The runnable example kicked off a task iterating all states and all contacts for each state sequentially. This means it takes longer for the result to be posted to sessionScope, but the user can continue working in the meantime. This is good for long tasks where the user can come back later for the outcome or doesn't need to see the outcome.
The callable example kicked off a thread for each state, processing the contacts in parallel over (potentially) 10 threads. Note that the actual number of threads available at any one time may be fewer. This means it is quicker to process all the contacts, but the user has to wait for all states to be processed. However, the outcome can be posted to viewScope, because we know they're on the same XPage still when the tasklets have all completed. This is good for tasks that can be chunked, but the overall running time will not be excessive and so the user can wait for the outcome. Obviously there is no point using a callable if the user never needs to see the outcome.
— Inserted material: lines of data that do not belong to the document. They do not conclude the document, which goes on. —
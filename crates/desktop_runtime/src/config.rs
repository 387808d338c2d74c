//! Window manager configuration loaded from TOML.

use serde::{Deserialize, Serialize};
use thiserror::Error;

use crate::{
    drag::CompactDragPolicy,
    layout::{LayoutCaps, LayoutEngine},
    placement::{PlacementConfig, PlacementKind},
};

const DEFAULT_CONFIG_TOML: &str = include_str!("../desktop.toml");

#[derive(Debug, Error)]
/// Errors raised while loading [`DesktopConfig`].
pub enum ConfigError {
    /// The document is not valid TOML or does not match the schema.
    #[error("failed to parse desktop config: {0}")]
    Parse(#[from] toml::de::Error),
    /// A value parsed but is out of range.
    #[error("invalid desktop config value `{field}`: {reason}")]
    Invalid {
        /// Dotted path of the offending field.
        field: &'static str,
        /// Human-readable constraint that was violated.
        reason: String,
    },
}

#[derive(Debug, Clone, Copy, PartialEq, Serialize, Deserialize)]
#[serde(default)]
pub struct InitialViewport {
    pub width: f64,
    pub height: f64,
}

impl Default for InitialViewport {
    fn default() -> Self {
        Self {
            width: 1280.0,
            height: 800.0,
        }
    }
}

#[derive(Debug, Clone, Copy, PartialEq, Default, Serialize, Deserialize)]
#[serde(default)]
pub struct DragConfig {
    pub compact_policy: CompactDragPolicy,
}

#[derive(Debug, Clone, PartialEq, Serialize, Deserialize)]
#[serde(default)]
pub struct DesktopConfig {
    pub top_bar_height: f64,
    pub compact_breakpoint: f64,
    pub initial_viewport: InitialViewport,
    pub layout: LayoutEngine,
    pub drag: DragConfig,
    pub placement: PlacementConfig,
}

impl Default for DesktopConfig {
    fn default() -> Self {
        Self {
            top_bar_height: 32.0,
            compact_breakpoint: 768.0,
            initial_viewport: InitialViewport::default(),
            layout: LayoutEngine::default(),
            drag: DragConfig::default(),
            placement: PlacementConfig::default(),
        }
    }
}

impl DesktopConfig {
    /// Parses and validates a TOML document. Missing keys take their defaults.
    pub fn from_toml_str(raw: &str) -> Result<Self, ConfigError> {
        let config: Self = toml::from_str(raw)?;
        config.validate()?;
        Ok(config)
    }

    /// Loads the configuration bundled with the crate.
    pub fn load_default() -> Result<Self, ConfigError> {
        Self::from_toml_str(DEFAULT_CONFIG_TOML)
    }

    fn validate(&self) -> Result<(), ConfigError> {
        if !self.top_bar_height.is_finite() || self.top_bar_height < 0.0 {
            return Err(ConfigError::Invalid {
                field: "top_bar_height",
                reason: format!("must be a non-negative number, got {}", self.top_bar_height),
            });
        }
        if !self.compact_breakpoint.is_finite() || self.compact_breakpoint <= 0.0 {
            return Err(ConfigError::Invalid {
                field: "compact_breakpoint",
                reason: format!("must be positive, got {}", self.compact_breakpoint),
            });
        }
        validate_caps("layout.regular", self.layout.regular)?;
        validate_caps("layout.compact", self.layout.compact)?;
        if self.placement.strategy == PlacementKind::Cascade
            && (!self.placement.cascade_step.is_finite() || self.placement.cascade_step <= 0.0)
        {
            return Err(ConfigError::Invalid {
                field: "placement.cascade_step",
                reason: format!("must be positive, got {}", self.placement.cascade_step),
            });
        }
        Ok(())
    }
}

fn validate_caps(field: &'static str, caps: LayoutCaps) -> Result<(), ConfigError> {
    let in_range = |value: f64| value > 0.0 && value <= 1.0;
    if in_range(caps.width_fraction) && in_range(caps.height_fraction) {
        Ok(())
    } else {
        Err(ConfigError::Invalid {
            field,
            reason: format!(
                "fractions must be in (0, 1], got width {} height {}",
                caps.width_fraction, caps.height_fraction
            ),
        })
    }
}

#[cfg(test)]
mod tests {
    use pretty_assertions::assert_eq;

    use super::*;

    #[test]
    fn bundled_config_matches_defaults() {
        let config = DesktopConfig::load_default().expect("bundled config parses");
        assert_eq!(config, DesktopConfig::default());
    }

    #[test]
    fn partial_documents_fall_back_to_defaults() {
        let config = DesktopConfig::from_toml_str(
            r#"
            top_bar_height = 40

            [drag]
            compact_policy = "disabled"

            [placement]
            strategy = "randomized"
            seed = 42
            "#,
        )
        .expect("partial config parses");

        assert_eq!(config.top_bar_height, 40.0);
        assert_eq!(config.drag.compact_policy, CompactDragPolicy::Disabled);
        assert_eq!(config.placement.strategy, PlacementKind::Randomized);
        assert_eq!(config.placement.seed, Some(42));
        assert_eq!(config.layout, LayoutEngine::default());
        assert_eq!(config.compact_breakpoint, 768.0);
    }

    #[test]
    fn out_of_range_fractions_are_rejected() {
        let err = DesktopConfig::from_toml_str(
            r#"
            [layout.compact]
            width_fraction = 1.5
            height_fraction = 0.8
            "#,
        )
        .expect_err("fraction above one");
        assert!(matches!(
            err,
            ConfigError::Invalid {
                field: "layout.compact",
                ..
            }
        ));
    }

    #[test]
    fn malformed_documents_surface_parse_errors() {
        let err = DesktopConfig::from_toml_str("top_bar_height = \"tall\"").expect_err("bad type");
        assert!(matches!(err, ConfigError::Parse(_)));
    }
}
But of course the two could be combined. Code could kick off a runnable to get the states and then kick off callables for getting the contacts in each state. The runnable could then be tasked with the for loop iterating over the results of the Futures and write them to a sessionScoped variable. This is useful if the user can come back later for the outcome or doesn't need to see the outcome, but sub-tasks can be chunked and completed quicker in parallel. However, this will have an impact if other tasklets are triggered by the same user or other users. Xots only has 10 threads available, so the other tasklets may need to sit and wait, which may then have a more significant impact on that particular user. So if it does not matter if there's a single thread taking longer or a bunch of smaller threads running at the same time, the driver for making the best architecture decision may be what else may be running on the server at the same time.